Records from a dataset
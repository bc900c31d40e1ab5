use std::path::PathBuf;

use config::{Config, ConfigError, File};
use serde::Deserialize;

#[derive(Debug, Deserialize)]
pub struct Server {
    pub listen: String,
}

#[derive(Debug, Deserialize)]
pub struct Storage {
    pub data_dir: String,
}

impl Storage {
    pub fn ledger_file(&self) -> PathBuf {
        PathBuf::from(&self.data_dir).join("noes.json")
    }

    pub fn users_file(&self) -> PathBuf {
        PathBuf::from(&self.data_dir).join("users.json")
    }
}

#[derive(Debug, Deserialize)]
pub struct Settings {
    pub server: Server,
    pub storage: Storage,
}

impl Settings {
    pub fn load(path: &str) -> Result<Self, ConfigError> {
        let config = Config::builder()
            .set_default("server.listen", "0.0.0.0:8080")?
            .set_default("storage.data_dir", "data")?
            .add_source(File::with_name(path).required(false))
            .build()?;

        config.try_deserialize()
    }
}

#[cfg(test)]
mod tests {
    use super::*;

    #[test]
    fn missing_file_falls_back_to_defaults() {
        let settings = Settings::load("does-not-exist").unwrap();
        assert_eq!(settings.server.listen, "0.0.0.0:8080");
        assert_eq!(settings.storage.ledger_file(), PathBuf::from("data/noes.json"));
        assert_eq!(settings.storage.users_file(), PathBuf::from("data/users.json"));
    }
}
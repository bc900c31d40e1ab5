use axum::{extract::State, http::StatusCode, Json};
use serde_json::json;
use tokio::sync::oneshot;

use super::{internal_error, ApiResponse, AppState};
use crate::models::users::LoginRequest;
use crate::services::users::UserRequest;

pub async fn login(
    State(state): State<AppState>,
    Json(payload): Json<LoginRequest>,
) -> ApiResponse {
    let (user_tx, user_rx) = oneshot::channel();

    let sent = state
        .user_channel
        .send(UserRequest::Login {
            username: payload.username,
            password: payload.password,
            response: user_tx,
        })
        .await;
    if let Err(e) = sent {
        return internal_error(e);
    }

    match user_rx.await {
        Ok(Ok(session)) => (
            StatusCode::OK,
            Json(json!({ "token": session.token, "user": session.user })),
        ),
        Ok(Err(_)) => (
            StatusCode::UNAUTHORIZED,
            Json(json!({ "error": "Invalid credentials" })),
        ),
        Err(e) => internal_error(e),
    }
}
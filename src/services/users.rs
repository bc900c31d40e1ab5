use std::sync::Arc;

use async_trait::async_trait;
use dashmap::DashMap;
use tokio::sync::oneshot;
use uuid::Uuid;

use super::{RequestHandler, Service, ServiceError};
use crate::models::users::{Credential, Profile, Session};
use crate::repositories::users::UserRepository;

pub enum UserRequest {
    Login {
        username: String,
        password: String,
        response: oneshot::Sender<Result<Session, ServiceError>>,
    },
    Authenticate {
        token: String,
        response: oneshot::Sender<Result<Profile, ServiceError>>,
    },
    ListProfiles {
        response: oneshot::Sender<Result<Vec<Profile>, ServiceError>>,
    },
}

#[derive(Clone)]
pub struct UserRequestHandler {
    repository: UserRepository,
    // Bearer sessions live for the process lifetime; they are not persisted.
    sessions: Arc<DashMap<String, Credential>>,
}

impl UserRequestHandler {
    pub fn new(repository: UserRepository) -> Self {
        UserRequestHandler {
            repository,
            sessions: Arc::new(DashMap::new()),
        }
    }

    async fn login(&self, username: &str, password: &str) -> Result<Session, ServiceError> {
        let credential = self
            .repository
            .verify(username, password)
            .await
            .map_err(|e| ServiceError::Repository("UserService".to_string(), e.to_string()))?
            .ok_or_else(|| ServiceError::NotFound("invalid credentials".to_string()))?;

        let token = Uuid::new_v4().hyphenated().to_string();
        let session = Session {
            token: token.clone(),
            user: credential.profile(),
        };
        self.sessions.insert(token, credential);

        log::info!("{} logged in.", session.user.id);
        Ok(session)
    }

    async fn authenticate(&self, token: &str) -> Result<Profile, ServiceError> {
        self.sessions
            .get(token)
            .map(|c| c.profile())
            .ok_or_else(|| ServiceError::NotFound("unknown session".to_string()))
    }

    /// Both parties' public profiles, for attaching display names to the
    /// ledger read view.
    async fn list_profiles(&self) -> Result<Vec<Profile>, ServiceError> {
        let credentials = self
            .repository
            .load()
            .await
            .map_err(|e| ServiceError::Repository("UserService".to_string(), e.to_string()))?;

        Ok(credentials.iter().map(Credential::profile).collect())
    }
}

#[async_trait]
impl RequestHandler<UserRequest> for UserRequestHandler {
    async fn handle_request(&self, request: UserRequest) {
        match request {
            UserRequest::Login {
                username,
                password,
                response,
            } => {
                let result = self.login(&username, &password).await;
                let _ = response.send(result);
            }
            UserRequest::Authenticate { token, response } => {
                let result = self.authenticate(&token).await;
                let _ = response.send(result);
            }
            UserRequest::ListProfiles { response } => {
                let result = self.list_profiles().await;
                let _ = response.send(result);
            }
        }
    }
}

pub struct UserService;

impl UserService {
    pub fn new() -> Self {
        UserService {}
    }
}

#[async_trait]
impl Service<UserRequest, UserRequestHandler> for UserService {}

--

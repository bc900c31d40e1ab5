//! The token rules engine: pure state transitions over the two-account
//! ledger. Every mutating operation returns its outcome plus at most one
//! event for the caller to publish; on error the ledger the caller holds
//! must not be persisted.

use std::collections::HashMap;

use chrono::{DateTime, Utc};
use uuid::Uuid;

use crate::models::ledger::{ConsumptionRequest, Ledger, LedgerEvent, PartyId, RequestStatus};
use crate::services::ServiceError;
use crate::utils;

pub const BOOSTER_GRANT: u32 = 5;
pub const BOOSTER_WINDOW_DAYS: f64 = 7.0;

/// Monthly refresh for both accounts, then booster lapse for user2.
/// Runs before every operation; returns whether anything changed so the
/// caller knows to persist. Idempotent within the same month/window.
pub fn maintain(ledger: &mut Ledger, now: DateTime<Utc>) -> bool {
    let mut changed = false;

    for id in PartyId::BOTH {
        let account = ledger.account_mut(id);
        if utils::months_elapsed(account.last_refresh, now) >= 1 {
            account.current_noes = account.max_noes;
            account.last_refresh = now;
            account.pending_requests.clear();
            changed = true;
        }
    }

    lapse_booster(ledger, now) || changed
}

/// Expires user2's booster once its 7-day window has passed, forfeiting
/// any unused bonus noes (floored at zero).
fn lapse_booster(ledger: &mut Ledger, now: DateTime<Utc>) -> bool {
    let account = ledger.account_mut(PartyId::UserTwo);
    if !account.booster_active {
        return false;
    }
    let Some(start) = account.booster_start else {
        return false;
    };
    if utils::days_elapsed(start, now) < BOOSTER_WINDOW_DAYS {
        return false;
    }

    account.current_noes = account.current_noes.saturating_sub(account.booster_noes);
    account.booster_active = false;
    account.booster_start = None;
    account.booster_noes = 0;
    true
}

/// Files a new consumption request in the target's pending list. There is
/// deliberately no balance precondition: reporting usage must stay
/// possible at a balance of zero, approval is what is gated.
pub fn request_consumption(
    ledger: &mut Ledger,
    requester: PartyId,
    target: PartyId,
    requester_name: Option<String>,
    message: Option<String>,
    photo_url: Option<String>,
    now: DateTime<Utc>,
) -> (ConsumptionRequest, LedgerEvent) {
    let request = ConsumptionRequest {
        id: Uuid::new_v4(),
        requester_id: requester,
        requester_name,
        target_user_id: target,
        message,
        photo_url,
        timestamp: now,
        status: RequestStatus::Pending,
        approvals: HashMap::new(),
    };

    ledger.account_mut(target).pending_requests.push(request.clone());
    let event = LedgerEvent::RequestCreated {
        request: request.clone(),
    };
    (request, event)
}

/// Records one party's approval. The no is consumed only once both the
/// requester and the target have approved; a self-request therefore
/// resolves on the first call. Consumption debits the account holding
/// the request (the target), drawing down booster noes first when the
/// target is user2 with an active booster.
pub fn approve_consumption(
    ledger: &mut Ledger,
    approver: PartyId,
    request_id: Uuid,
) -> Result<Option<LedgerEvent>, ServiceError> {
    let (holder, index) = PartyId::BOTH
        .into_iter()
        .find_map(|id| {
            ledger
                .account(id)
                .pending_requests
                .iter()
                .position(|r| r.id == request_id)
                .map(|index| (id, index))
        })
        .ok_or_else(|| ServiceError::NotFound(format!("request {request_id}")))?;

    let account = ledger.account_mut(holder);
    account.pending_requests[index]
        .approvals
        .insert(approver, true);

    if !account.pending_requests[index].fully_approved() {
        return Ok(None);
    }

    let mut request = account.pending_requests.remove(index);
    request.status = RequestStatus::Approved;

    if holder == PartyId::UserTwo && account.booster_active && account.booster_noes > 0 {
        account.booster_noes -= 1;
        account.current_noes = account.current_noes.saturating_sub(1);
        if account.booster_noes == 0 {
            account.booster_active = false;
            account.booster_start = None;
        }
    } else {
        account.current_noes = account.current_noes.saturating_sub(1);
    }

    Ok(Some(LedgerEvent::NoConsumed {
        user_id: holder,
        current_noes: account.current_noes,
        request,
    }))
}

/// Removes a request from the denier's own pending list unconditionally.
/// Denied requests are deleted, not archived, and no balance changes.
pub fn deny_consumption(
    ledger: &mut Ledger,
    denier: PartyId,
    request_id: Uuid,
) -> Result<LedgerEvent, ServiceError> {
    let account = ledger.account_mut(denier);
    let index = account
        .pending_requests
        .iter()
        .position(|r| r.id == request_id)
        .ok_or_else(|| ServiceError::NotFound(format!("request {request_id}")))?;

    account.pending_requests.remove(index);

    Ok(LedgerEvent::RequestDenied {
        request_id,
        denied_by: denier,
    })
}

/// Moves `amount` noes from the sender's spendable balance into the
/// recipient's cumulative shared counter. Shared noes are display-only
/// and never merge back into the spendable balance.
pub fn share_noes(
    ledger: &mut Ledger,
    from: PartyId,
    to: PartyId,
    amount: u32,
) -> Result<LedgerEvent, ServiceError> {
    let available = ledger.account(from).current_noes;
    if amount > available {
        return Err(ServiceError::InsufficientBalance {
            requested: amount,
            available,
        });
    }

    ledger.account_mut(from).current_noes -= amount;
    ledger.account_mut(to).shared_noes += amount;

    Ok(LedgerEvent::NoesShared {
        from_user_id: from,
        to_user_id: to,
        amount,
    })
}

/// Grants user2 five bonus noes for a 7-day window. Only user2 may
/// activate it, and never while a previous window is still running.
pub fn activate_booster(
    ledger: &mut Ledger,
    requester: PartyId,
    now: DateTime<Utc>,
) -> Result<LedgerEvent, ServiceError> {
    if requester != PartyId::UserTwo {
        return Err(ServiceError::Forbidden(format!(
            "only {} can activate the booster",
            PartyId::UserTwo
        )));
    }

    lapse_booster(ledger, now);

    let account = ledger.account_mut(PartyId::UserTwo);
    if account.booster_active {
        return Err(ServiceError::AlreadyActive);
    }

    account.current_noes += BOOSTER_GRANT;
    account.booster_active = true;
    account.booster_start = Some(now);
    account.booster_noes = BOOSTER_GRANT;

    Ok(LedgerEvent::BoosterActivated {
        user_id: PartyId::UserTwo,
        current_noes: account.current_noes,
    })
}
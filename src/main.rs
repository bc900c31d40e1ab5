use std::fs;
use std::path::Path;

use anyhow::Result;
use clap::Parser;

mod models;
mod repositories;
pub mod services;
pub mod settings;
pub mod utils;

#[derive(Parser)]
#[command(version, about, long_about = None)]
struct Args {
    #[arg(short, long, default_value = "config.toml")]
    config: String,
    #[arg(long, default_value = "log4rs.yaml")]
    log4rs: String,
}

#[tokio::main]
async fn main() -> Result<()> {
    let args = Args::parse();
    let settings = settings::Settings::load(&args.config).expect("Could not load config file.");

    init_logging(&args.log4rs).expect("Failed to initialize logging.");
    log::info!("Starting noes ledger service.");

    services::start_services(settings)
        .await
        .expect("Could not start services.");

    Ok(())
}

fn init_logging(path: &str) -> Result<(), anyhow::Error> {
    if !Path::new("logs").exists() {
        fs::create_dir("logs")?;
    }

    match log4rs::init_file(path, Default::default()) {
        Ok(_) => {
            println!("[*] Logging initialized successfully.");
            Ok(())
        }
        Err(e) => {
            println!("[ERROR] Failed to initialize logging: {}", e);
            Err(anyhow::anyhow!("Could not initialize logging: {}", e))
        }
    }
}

* * *

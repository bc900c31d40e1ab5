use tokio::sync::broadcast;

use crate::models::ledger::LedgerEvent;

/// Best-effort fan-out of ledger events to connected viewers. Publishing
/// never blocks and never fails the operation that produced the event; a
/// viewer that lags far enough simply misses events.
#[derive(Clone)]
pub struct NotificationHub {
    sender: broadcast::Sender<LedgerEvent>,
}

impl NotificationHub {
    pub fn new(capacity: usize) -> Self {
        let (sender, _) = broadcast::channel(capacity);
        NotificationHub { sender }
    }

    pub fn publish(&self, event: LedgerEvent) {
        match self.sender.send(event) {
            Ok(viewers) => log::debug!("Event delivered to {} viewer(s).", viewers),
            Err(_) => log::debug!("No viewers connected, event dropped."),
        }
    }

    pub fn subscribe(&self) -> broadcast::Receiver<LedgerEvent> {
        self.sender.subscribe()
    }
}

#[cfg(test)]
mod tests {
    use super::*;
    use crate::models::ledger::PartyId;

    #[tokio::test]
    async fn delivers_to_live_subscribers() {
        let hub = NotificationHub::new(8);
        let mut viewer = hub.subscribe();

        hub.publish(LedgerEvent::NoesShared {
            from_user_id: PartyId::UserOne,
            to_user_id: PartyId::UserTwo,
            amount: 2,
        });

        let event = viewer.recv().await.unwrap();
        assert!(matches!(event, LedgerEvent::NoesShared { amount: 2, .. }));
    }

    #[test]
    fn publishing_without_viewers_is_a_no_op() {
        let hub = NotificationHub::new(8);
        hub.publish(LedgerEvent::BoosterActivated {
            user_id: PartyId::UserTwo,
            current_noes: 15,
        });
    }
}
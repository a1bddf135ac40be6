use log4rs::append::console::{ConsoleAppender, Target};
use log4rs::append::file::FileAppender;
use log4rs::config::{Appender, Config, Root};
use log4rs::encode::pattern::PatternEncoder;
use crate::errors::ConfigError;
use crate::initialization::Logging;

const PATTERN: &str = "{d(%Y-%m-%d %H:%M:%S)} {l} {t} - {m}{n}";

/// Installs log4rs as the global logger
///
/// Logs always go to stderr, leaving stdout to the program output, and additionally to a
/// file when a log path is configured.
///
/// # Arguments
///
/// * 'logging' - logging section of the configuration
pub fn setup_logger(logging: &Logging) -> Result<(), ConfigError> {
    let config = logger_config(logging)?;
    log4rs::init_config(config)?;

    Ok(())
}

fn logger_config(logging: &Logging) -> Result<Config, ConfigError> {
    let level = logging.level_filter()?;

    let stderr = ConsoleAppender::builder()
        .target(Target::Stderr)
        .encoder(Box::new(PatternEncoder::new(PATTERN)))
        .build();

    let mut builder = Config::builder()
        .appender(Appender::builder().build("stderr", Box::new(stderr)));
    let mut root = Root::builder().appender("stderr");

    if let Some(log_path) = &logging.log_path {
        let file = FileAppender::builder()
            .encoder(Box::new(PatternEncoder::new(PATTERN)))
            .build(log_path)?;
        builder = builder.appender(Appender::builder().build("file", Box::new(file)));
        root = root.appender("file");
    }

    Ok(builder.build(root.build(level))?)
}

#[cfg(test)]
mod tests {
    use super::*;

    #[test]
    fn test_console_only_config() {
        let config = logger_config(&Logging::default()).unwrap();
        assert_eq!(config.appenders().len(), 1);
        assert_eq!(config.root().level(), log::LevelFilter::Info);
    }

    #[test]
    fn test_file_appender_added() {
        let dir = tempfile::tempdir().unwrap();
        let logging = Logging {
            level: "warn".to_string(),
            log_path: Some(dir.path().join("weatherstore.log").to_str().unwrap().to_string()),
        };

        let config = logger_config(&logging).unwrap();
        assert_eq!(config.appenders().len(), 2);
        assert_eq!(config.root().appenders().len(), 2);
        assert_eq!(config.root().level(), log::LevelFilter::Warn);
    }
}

### Problem to solve
Determine the number of lines in the data above that hold "index", and reply with that number alone.

### Solution for this exercise
7